The passprompt plugin in pppd (Point-to-Point Protocol daemon) in ppp versions before 2.5.2 contains a privilege mishandling vulnerability. This security issue was disclosed in April 2025 and affects the PPP package, which implements the Point-to-Point Protocol on Linux and Solaris systems (PPP Homepage, NVD).

The vulnerability has been assigned a CVSS v3.1 base score of 9.3 (CRITICAL) with the vector string CVSS:3.1/AV:L/AC:L/PR:N/UI:N/S:C/C:H/I:H/A:H. The issue is classified under CWE-426 (Untrusted Search Path) and specifically relates to privilege mishandling in the passprompt plugin functionality (NVD).

The vulnerability could potentially lead to privilege escalation issues due to the mishandling of privileges in the passprompt plugin. Given the CRITICAL CVSS score and the complete compromise of confidentiality, integrity, and availability indicated by the vector string, the impact of successful exploitation could be severe (NVD).
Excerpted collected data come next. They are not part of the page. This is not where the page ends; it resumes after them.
use anyhow::Error;

use bytes::Buf;
use bytes::BytesMut;

use crate::block;
use crate::block::DataBlock;
use crate::error::DecodeError;
use crate::metrics;
use crate::record::DecoderOptions;
use crate::trace::LogTrace;

use log::warn;

use serde::Serialize;

use tokio_util::codec::Decoder;

#[derive(Debug, Clone, PartialEq, Serialize)]
pub enum Frame {
    Block(DataBlock),
    /// A block that could not be decoded. Its `length` octets have been
    /// consumed so the stream continues with the next block.
    Malformed {
        category: u8,
        length: usize,
        error: DecodeError,
    },
}

/// Splits a byte stream into ASTERIX data blocks
pub struct Codec {
    options: DecoderOptions,
}

impl Codec {
    pub fn new(options: DecoderOptions) -> Codec {
        Codec { options }
    }

    fn malformed(&self, category: u8, length: usize, error: DecodeError) -> Frame {
        warn!(
            "Skipping CAT{:03} data block of {} octets: {}",
            category, length, error
        );
        metrics::decode_error(category, &error);

        Frame::Malformed {
            category,
            length,
            error,
        }
    }
}

impl Decoder for Codec {
    type Item = Frame;
    type Error = Error;

    fn decode(&mut self, buf: &mut BytesMut) -> Result<Option<Self::Item>, Self::Error> {
        let (category, length) = match block::header(buf) {
            Ok(header) => header,
            Err(DecodeError::TruncatedBuffer { .. }) => return Ok(None),
            Err(error) => {
                // LEN is unusable, drop the header and try the next octets
                let category = buf[0];
                buf.advance(block::HEADER_LEN);
                metrics::data_block(category);

                return Ok(Some(self.malformed(category, block::HEADER_LEN, error)));
            }
        };

        if buf.len() < length {
            buf.reserve(length - buf.len());

            return Ok(None);
        }

        let bytes = buf.split_to(length);
        metrics::data_block(category);

        match DataBlock::decode(&bytes, &self.options, &mut LogTrace) {
            Ok(block) => {
                metrics::records_decoded(category, block.record_count());

                Ok(Some(Frame::Block(block)))
            }
            Err(error) => Ok(Some(self.malformed(category, length, error))),
        }
    }

    fn decode_eof(&mut self, buf: &mut BytesMut) -> Result<Option<Self::Item>, Self::Error> {
        if let Some(frame) = self.decode(buf)? {
            return Ok(Some(frame));
        }

        if buf.is_empty() {
            return Ok(None);
        }

        let category = buf[0];
        let available = buf.len();
        let needed = match block::header(buf) {
            Ok((_, length)) => length,
            Err(_) => block::HEADER_LEN,
        };
        buf.clear();

        let error = DecodeError::TruncatedBuffer { needed, available };

        Ok(Some(self.malformed(category, available, error)))
    }
}
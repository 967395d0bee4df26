use assert_cmd::Command;
use predicates::prelude::*;

fn notedate() -> Command {
    let mut cmd = Command::cargo_bin("notedate").unwrap();
    cmd.env_remove("NOTEDATE_TODAY").env_remove("RUST_LOG");
    cmd
}

fn stdout_json(output: &[u8]) -> serde_json::Value {
    serde_json::from_slice(output).unwrap()
}

#[test]
fn test_date_relative_keyword() {
    notedate()
        .args(["--today", "2025-10-18", "date", "tomorrow"])
        .assert()
        .success()
        .stdout("2025-10-19\n");
}

#[test]
fn test_date_chinese_weekday() {
    notedate()
        .args(["date", "星期三", "--today", "2025-10-18"])
        .assert()
        .success()
        .stdout("2025-10-22\n");
}

#[test]
fn test_date_today_from_env() {
    notedate()
        .env("NOTEDATE_TODAY", "2025-10-20")
        .args(["date", "monday"])
        .assert()
        .success()
        .stdout("2025-10-20\n");
}

#[test]
fn test_date_passthrough_and_empty() {
    notedate()
        .args(["--today", "2025-10-18", "date", "sometime soon!"])
        .assert()
        .success()
        .stdout("sometime soon\n");

    notedate()
        .args(["--today", "2025-10-18", "date", ""])
        .assert()
        .success()
        .stdout("null\n");
}

#[test]
fn test_invalid_today_is_rejected() {
    notedate()
        .args(["--today", "yesterday", "date", "tomorrow"])
        .assert()
        .failure()
        .stderr(predicate::str::contains("--today"));
}

#[test]
fn test_time_meridiem() {
    notedate()
        .args(["time", "5:30 p.m."])
        .assert()
        .success()
        .stdout("17:30\n");
}

#[test]
fn test_extract_prints_json() {
    let output = notedate()
        .args(["--today", "2025-10-18", "extract", "Badminton tmr 5pm @polyu"])
        .output()
        .unwrap();
    assert!(output.status.success());

    let json = stdout_json(&output.stdout);
    assert_eq!(json["date"], "2025-10-19");
    assert_eq!(json["time"], "17:00");
}

#[test]
fn test_extract_miss_is_null() {
    let output = notedate()
        .args(["--today", "2025-10-18", "extract", "no date here"])
        .output()
        .unwrap();
    assert!(output.status.success());

    let json = stdout_json(&output.stdout);
    assert!(json["date"].is_null());
    assert!(json["time"].is_null());
}

#[test]
fn test_schedule_fields_from_argument() {
    let output = notedate()
        .args([
            "--today",
            "2025-10-18",
            "schedule",
            "--prompt",
            "Lunch with Sam",
            "--fields",
            r#"{"Title": "Lunch", "Date": "2025 - 10 - 25", "Time": "12:30pm"}"#,
        ])
        .output()
        .unwrap();
    assert!(output.status.success());

    let json = stdout_json(&output.stdout);
    assert_eq!(json["date"], "2025-10-25");
    assert_eq!(json["time"], "12:30");
}

#[test]
fn test_schedule_prompt_wins_with_stdin_fields() {
    let output = notedate()
        .args(["--today", "2025-10-18", "schedule", "--prompt", "Get up tomorrow 7am"])
        .write_stdin(r#"{"Title": "Wake up", "Date": "today", "Time": "08:00"}"#)
        .output()
        .unwrap();
    assert!(output.status.success());

    let json = stdout_json(&output.stdout);
    assert_eq!(json["date"], "2025-10-19");
    assert_eq!(json["time"], "07:00");
}

#[test]
fn test_schedule_rejects_bad_json() {
    notedate()
        .args(["schedule", "--prompt", "x", "--fields", "not json"])
        .assert()
        .failure()
        .stderr(predicate::str::contains("Invalid note fields"));
}

#[test]
fn test_strict_date() {
    notedate()
        .args(["strict-date", "2025-10-20T09:00:00"])
        .assert()
        .success()
        .stdout("2025-10-20\n");

    notedate()
        .args(["strict-date", "tomorrow"])
        .assert()
        .failure()
        .stderr(predicate::str::contains("Invalid date"));
}

#[test]
fn test_strict_time() {
    notedate()
        .args(["strict-time", "09:30"])
        .assert()
        .success()
        .stdout("09:30\n");

    notedate()
        .args(["strict-time", "5pm"])
        .assert()
        .failure()
        .stderr(predicate::str::contains("Invalid time"));
}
The primary mitigation is to upgrade to ppp version 2.5.2 or later, which removes the vulnerable passprompt plugin entirely. For systems that cannot immediately upgrade, it is recommended to avoid using the promptprog configuration option. The passwordfd plugin can be used as a more secure alternative to the removed passprompt functionality (Ubuntu Security, PPP Commit).

Ubuntu has marked this vulnerability as 'Medium' priority and has noted that the feature is not enabled by default. They have decided not to backport fixes to stable releases, recommending instead that users avoid the feature if security is a concern (Ubuntu Security).